Blanco y Negro

Blanco y Negro
Juntos... un huracán...

viernes, octubre 10, 2008

suplantación de identidad

Lo imagínó miles de veces, sentado en un bar esperando. Lo vió en distintas poses, leyendo un diario, intercambiando algunas palabras con el mozo, mirando a la nada, pero siempre esperando.
Ella se miraba al espejo y cambiaba el peinado, la ropa, las ilusiones. Mientras tanto él, seguía esperando.
Soñó con encontrarlo de casualidad por la calle, en una fiesta, en la cola del teatro.
Cada día, antes de salir a la calle se miraba al espejo pensando que quizá ese fuera el día del encuentro. Cuidaba todo los detalles para verse bien. A él , que la miraba desde lejos, no le importaba cómo se viera. Quizá la hubiera preferido menos cuidada, menos detallista con cada movimiento, más auténtica.
Ella miraba cada persona que se cruzaba, pensando que en cualquier momento cruzarían las miradas y se reconocerían.
Él no se animó, en el último llamado, a decirle que se iba para no volver. Creyó poder seguir alimentando la esperanza de ambos, como hasta ahora, con una llamada telefónica diaria. Con eso mantenían un contacto único, intacto, sin tachaduras, sin discusiones. Un "te amo" era el pasaporte hacia el futuro incierto.
Comenzaron a escasear las llamadas, a él le salía muy caro comunicarse diariamente desde el otro lado del mundo, además se tenía que levantar en plena noche para mantener los horarios habituales.
La última llamada fue extraña.
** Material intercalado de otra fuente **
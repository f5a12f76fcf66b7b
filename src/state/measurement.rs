use serde::{Deserialize, Serialize};
use std::fmt;
use std::net::IpAddr;
use std::time::Duration;

use super::{DiagnosticKind, duration_ms, option_duration_ms};

/// One probe result: a round-trip time or a loss
#[derive(Debug, Clone, Copy, PartialEq, Serialize, Deserialize)]
#[serde(rename_all = "snake_case")]
pub enum Sample {
    Reply(#[serde(with = "duration_ms")] Duration),
    Lost,
}

impl Sample {
    pub fn rtt(&self) -> Option<Duration> {
        match self {
            Self::Reply(rtt) => Some(*rtt),
            Self::Lost => None,
        }
    }

    pub fn is_lost(&self) -> bool {
        matches!(self, Self::Lost)
    }
}

/// Coarse health classification of a measured path
#[derive(Debug, Clone, Copy, PartialEq, Eq, PartialOrd, Ord, Serialize, Deserialize)]
#[serde(rename_all = "lowercase")]
pub enum Health {
    Healthy,
    Warning,
    Critical,
}

impl fmt::Display for Health {
    fn fmt(&self, f: &mut fmt::Formatter<'_>) -> fmt::Result {
        match self {
            Self::Healthy => write!(f, "healthy"),
            Self::Warning => write!(f, "warning"),
            Self::Critical => write!(f, "critical"),
        }
    }
}

/// Latency summary over the replies of a sample set
#[derive(Debug, Clone, Copy, PartialEq, Serialize, Deserialize)]
pub struct LatencyStats {
    #[serde(with = "duration_ms")]
    pub min: Duration,
    #[serde(with = "duration_ms")]
    pub avg: Duration,
    #[serde(with = "duration_ms")]
    pub max: Duration,
    /// Population standard deviation (jitter)
    #[serde(with = "duration_ms")]
    pub stddev: Duration,
}

impl LatencyStats {
    /// Compute stats over RTTs; None when there are no replies
    pub fn from_rtts<I>(rtts: I) -> Option<Self>
    where
        I: IntoIterator<Item = Duration>,
    {
        let mut acc = RttAccumulator::default();
        for rtt in rtts {
            acc.record(rtt);
        }
        acc.finish()
    }
}

/// Welford's online mean/variance with min/max tracking
#[derive(Debug, Default)]
struct RttAccumulator {
    count: u64,
    min: Option<Duration>,
    max: Option<Duration>,
    mean: f64, // microseconds
    m2: f64,
}

impl RttAccumulator {
    fn record(&mut self, rtt: Duration) {
        self.count += 1;

        self.min = Some(self.min.map_or(rtt, |m| m.min(rtt)));
        self.max = Some(self.max.map_or(rtt, |m| m.max(rtt)));

        let micros = rtt.as_secs_f64() * 1_000_000.0;
        let delta = micros - self.mean;
        self.mean += delta / self.count as f64;
        let delta2 = micros - self.mean;
        self.m2 += delta * delta2;
    }

    fn finish(self) -> Option<LatencyStats> {
        let (min, max) = (self.min?, self.max?);
        let variance = if self.count < 2 {
            0.0
        } else {
            self.m2 / self.count as f64
        };
        Some(LatencyStats {
            min,
            avg: from_micros_f64(self.mean),
            max,
            stddev: from_micros_f64(variance.sqrt()),
        })
    }
}

fn from_micros_f64(micros: f64) -> Duration {
    if micros.is_finite() && micros > 0.0 {
        Duration::from_nanos((micros * 1000.0).round() as u64)
    } else {
        Duration::ZERO
    }
}

/// Result of a latency probe (`ping`)
#[derive(Debug, Clone, PartialEq, Serialize, Deserialize)]
pub struct LatencyMeasurement {
    /// Samples in probe order
    pub samples: Vec<Sample>,
    /// None when every probe was lost
    pub stats: Option<LatencyStats>,
    /// lost / total, in [0, 1]
    pub loss_ratio: f64,
}

impl LatencyMeasurement {
    pub fn from_samples(samples: Vec<Sample>) -> Self {
        let lost = samples.iter().filter(|s| s.is_lost()).count();
        let loss_ratio = if samples.is_empty() {
            0.0
        } else {
            lost as f64 / samples.len() as f64
        };
        let stats = LatencyStats::from_rtts(samples.iter().filter_map(Sample::rtt));

        Self {
            samples,
            stats,
            loss_ratio,
        }
    }

    pub fn sent(&self) -> usize {
        self.samples.len()
    }

    pub fn received(&self) -> usize {
        self.samples.iter().filter(|s| !s.is_lost()).count()
    }

    /// Jitter is the standard deviation of the replies
    pub fn jitter(&self) -> Option<Duration> {
        self.stats.map(|s| s.stddev)
    }

    /// Total loss is critical, more than half lost is a warning
    pub fn health(&self) -> Health {
        if self.loss_ratio >= 1.0 {
            Health::Critical
        } else if self.loss_ratio > 0.5 {
            Health::Warning
        } else {
            Health::Healthy
        }
    }
}

/// One position along a traced route
#[derive(Debug, Clone, PartialEq, Serialize, Deserialize)]
pub struct RouteHop {
    pub index: u8,
    /// None for a hop that never answered
    pub address: Option<IpAddr>,
    pub hostname: Option<String>,
    /// Mean of the hop's replies
    #[serde(with = "option_duration_ms")]
    pub rtt: Option<Duration>,
    pub samples: Vec<Sample>,
}

impl RouteHop {
    pub fn is_responsive(&self) -> bool {
        self.address.is_some() || self.hostname.is_some()
    }
}

/// Result of a route trace (`traceroute` / `tracert`)
#[derive(Debug, Clone, PartialEq, Serialize, Deserialize)]
pub struct RouteMeasurement {
    pub hops: Vec<RouteHop>,
}

impl RouteMeasurement {
    /// Last hop that answered
    pub fn last_responsive(&self) -> Option<&RouteHop> {
        self.hops.iter().rev().find(|h| h.is_responsive())
    }

    /// Number of hops that never answered
    pub fn silent_hops(&self) -> usize {
        self.hops.iter().filter(|h| !h.is_responsive()).count()
    }
}

/// One hop of a combined trace with its latency figures
#[derive(Debug, Clone, PartialEq, Serialize, Deserialize)]
pub struct CombinedHop {
    pub index: u8,
    pub address: Option<IpAddr>,
    pub hostname: Option<String>,
    /// Origin AS as printed by the tool (e.g. "AS15169")
    pub asn: Option<String>,
    pub sent: u32,
    pub loss_ratio: f64,
    #[serde(with = "option_duration_ms")]
    pub last: Option<Duration>,
    /// None when every probe to the hop was lost
    pub latency: Option<LatencyStats>,
}

impl CombinedHop {
    pub fn is_silent(&self) -> bool {
        self.loss_ratio >= 1.0
    }
}

/// Result of a combined route/latency trace (`mtr`)
#[derive(Debug, Clone, PartialEq, Serialize, Deserialize)]
pub struct CombinedMeasurement {
    pub hops: Vec<CombinedHop>,
}

impl CombinedMeasurement {
    /// Highest loss ratio seen on any hop
    pub fn worst_loss(&self) -> f64 {
        self.hops.iter().map(|h| h.loss_ratio).fold(0.0, f64::max)
    }

    /// Mean of the average latency of hops that answered
    pub fn average_latency(&self) -> Option<Duration> {
        let avgs: Vec<Duration> = self
            .hops
            .iter()
            .filter_map(|h| h.latency.map(|l| l.avg))
            .collect();
        if avgs.is_empty() {
            return None;
        }
        Some(avgs.iter().sum::<Duration>() / avgs.len() as u32)
    }

    /// First hop where the path went fully dark
    pub fn first_silent_hop(&self) -> Option<&CombinedHop> {
        self.hops.iter().find(|h| h.is_silent())
    }

    /// Worst-hop loss above 20% is critical; above 5%, a hop above 10%
    /// or average latency above 200ms is a warning
    pub fn health(&self) -> Health {
        let worst = self.worst_loss();
        let slow = self
            .average_latency()
            .is_some_and(|avg| avg > Duration::from_millis(200));

        if self.hops.is_empty() || worst > 0.20 {
            Health::Critical
        } else if worst > 0.05 || slow || self.hops.iter().any(|h| h.loss_ratio > 0.10) {
            Health::Warning
        } else {
            Health::Healthy
        }
    }
}

/// Identity of the throughput test server
#[derive(Debug, Clone, Default, PartialEq, Eq, Serialize, Deserialize)]
pub struct ServerIdentity {
    pub name: Option<String>,
    pub location: Option<String>,
    pub id: Option<String>,
}

impl ServerIdentity {
    pub fn is_empty(&self) -> bool {
        self.name.is_none() && self.location.is_none() && self.id.is_none()
    }
}

/// Result of a throughput test (`speedtest-cli`)
#[derive(Debug, Clone, PartialEq, Serialize, Deserialize)]
pub struct ThroughputMeasurement {
    pub download_bps: f64,
    /// None when the tool skipped or never reached the upload phase
    pub upload_bps: Option<f64>,
    #[serde(with = "option_duration_ms")]
    pub latency: Option<Duration>,
    pub server: ServerIdentity,
}

impl ThroughputMeasurement {
    pub fn download_mbps(&self) -> f64 {
        self.download_bps / 1_000_000.0
    }

    pub fn upload_mbps(&self) -> Option<f64> {
        self.upload_bps.map(|b| b / 1_000_000.0)
    }
}

/// Structured result of one diagnostic run, one variant per kind
#[derive(Debug, Clone, PartialEq, Serialize, Deserialize)]
#[serde(tag = "type", rename_all = "snake_case")]
pub enum Measurement {
    Latency(LatencyMeasurement),
    Route(RouteMeasurement),
    Combined(CombinedMeasurement),
    Throughput(ThroughputMeasurement),
}

impl Measurement {
    pub fn kind(&self) -> DiagnosticKind {
        match self {
            Self::Latency(_) => DiagnosticKind::LatencyProbe,
            Self::Route(_) => DiagnosticKind::RouteTrace,
            Self::Combined(_) => DiagnosticKind::CombinedTrace,
            Self::Throughput(_) => DiagnosticKind::ThroughputTest,
        }
    }
}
Él había hecho el esfuerzo, se había levantado en plena madrugada y había caminado unas veinte cuadras para lograr su objetivo de sorprenderla. Al responder, del otro lado, ella le preguntó si era una broma de mal gusto. Cómo podía llamarla si estaba en ese mismo momento abrazándola.

jueves, octubre 09, 2008

Del libro de mis reencarnaciones

Me vi caminando bajo una llovizna densa, de esas que dejan la ropa perlada. Estaba vestida de forma diferente. Más parecía una dama antigua que yo misma. De pronto también me di cuenta de que no estaba en la misma época. Carros tirados por caballos pasaban a mi alrededor. No sabía dónde estaba, qué hacía allí, ni hacia dónde iba. Mi voluntad estaba detenida, parecía seguir los pasos de esa mujer que caminaba rápido en la que sólo me reconocía por sentirme en sus pies calzados con tacones, soportando un sombrero que, con sus ganchos, tironeaban mi pelo haciéndome sentir dolor.
De pronto mis pasos se detuvieron frente a una puerta. Mis nudillos golpearon y me pregunté qué habría en ese lugar.
Un hombre abrió la puerta sonriendo y me tomó en sus brazos a la vez que me decía que hiciera silencio. Ingresamos en una habitación que era el dormitorio principal de la casa, por lo que se podía ver, cerró la puerta detrás nuestro. Ella, o yo, lentamente comenzó a quitarse las prendas, sin nada de vergüenza y sólo al recordarlo me ruborizo. Él miraba ese regalo de alguien que, por la actitud, ya bien conocía.
Yo, la que me ruborizo, comencé a preguntarme qué haría esa mujer que decididamente no era yo, en esa época, actuando como alguien sin escrúpulos. Podría ser una prostituta, pero no era lo que parecía por su forma de vestir elegante y sus modales. Tendría que averiguarlo porque no sabía cuánto tiempo debía estar dentro de ella sin poder actuar. En esos momentos se me cruzaron muchas cosas por la mente, pero ninguna que fuera efectiva. Todo lo que intentaba parecía no dar resultado.
Quería moverme pero se movía ella. Sentía como que si mi cuerpo fuera utilizado por una fuerza extraña. Gocé del sexo, por única vez en mi vida, con un completo extraño. Sentí que si esa había sido yo, en algún momento de la historia, no había sentido la fuerza de la modernización en la que las mujeres perdieron sus derechos a sentir y vivir el sexo.
Caímos yo y ella, ella y yo, nosotras o una cualquiera de ellas, extenuadas, en un profundo sueño.
Desperté con las manos adormecidas por haber dormido con la cabeza sobre ellas. Al fin había logrado el desdoblamiento. Estaba nuevamente en mi vida, con mis jeans raídos y mi blusa preferida.